The present invention relates to a method of manufacturing a surgical model and more particularly, but not exclusively, relates to a method of manufacturing a surgical model which simulates certain aspects of a natural anatomical joint and which is capable of being prepared with realistic simulation of certain pathologies for demonstrating and/or practising appropriate surgical techniques by arthroscopy in a realistic manner using endoscopic surgical instruments.

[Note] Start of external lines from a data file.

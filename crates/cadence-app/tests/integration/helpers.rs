//! Shared setup for HTTP integration tests.

use cadence_app::app::api::routes;
use salvo::Router;
use salvo::http::StatusCode;
use salvo::test::{ResponseExt, TestClient};

/// Base URL handed to `TestClient`; nothing listens on it.
pub const BASE_URL: &str = "http://127.0.0.1:5800";

/// ## Summary
/// Builds the router the binary serves.
#[must_use]
pub fn app() -> Router {
    Router::new().push(routes())
}

/// Status and body of a test response.
pub struct TestResponse {
    pub status: StatusCode,
    pub body: String,
}

/// ## Summary
/// Sends a GET request for `path_and_query` to a fresh app router.
#[must_use]
pub async fn get(path_and_query: &str) -> TestResponse {
    let mut response = TestClient::get(format!("{BASE_URL}{path_and_query}"))
        .send(app())
        .await;

    let status = response
        .status_code
        .unwrap_or(StatusCode::INTERNAL_SERVER_ERROR);
    let body = response.take_string().await.unwrap_or_default();

    TestResponse { status, body }
}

Surgical models for demonstrating and/or practising surgical techniques by arthroscopy are generally unrealistic. For example, existing models are often anatomically incorrect, at least insofar as the properties of the materials used for the models are concerned, are generally provided with pre-formed portals and are generally not watertight. These shortcomings give rise to significant difficulties in the training of surgeons in arthroscopic techniques in which, for example, the positioning of the portals and irrigation of the joint are particularly important.
It is therefore an object of the present invention to provide a method of manufacturing a surgical model which eliminates or at least reduces these deficiencies of prior art models.
According to the present invention there is provided a method of manufacturing a surgical model simulating certain aspects of the natural anatomical joint, the method comprising the steps of: providing a male mould conforming externally to the general anatomy of an internal cavity of the joint; applying a coating of resilient impermeable penetrable material over the male mould; removing the coating from the male mould to form an open capsule; providing a closure for the capsule and attaching the closure to the open capsule so as to form an impermeable penetrable capsule, the capsule conforming internally to the general anatomy of the internal cavity of the joint and containing simulated joint components; arranging the capsule within a mould, the mould being at least partly lined with a penetrable outer skin material; embedding the capsule in a penetrable packing material; and removing the model from the mould.
The method may include the step of reinforcing the model, for example with a fibrous, mesh or gauze material. The reinforcement may be applied to the coating of resilient material and/or the skin.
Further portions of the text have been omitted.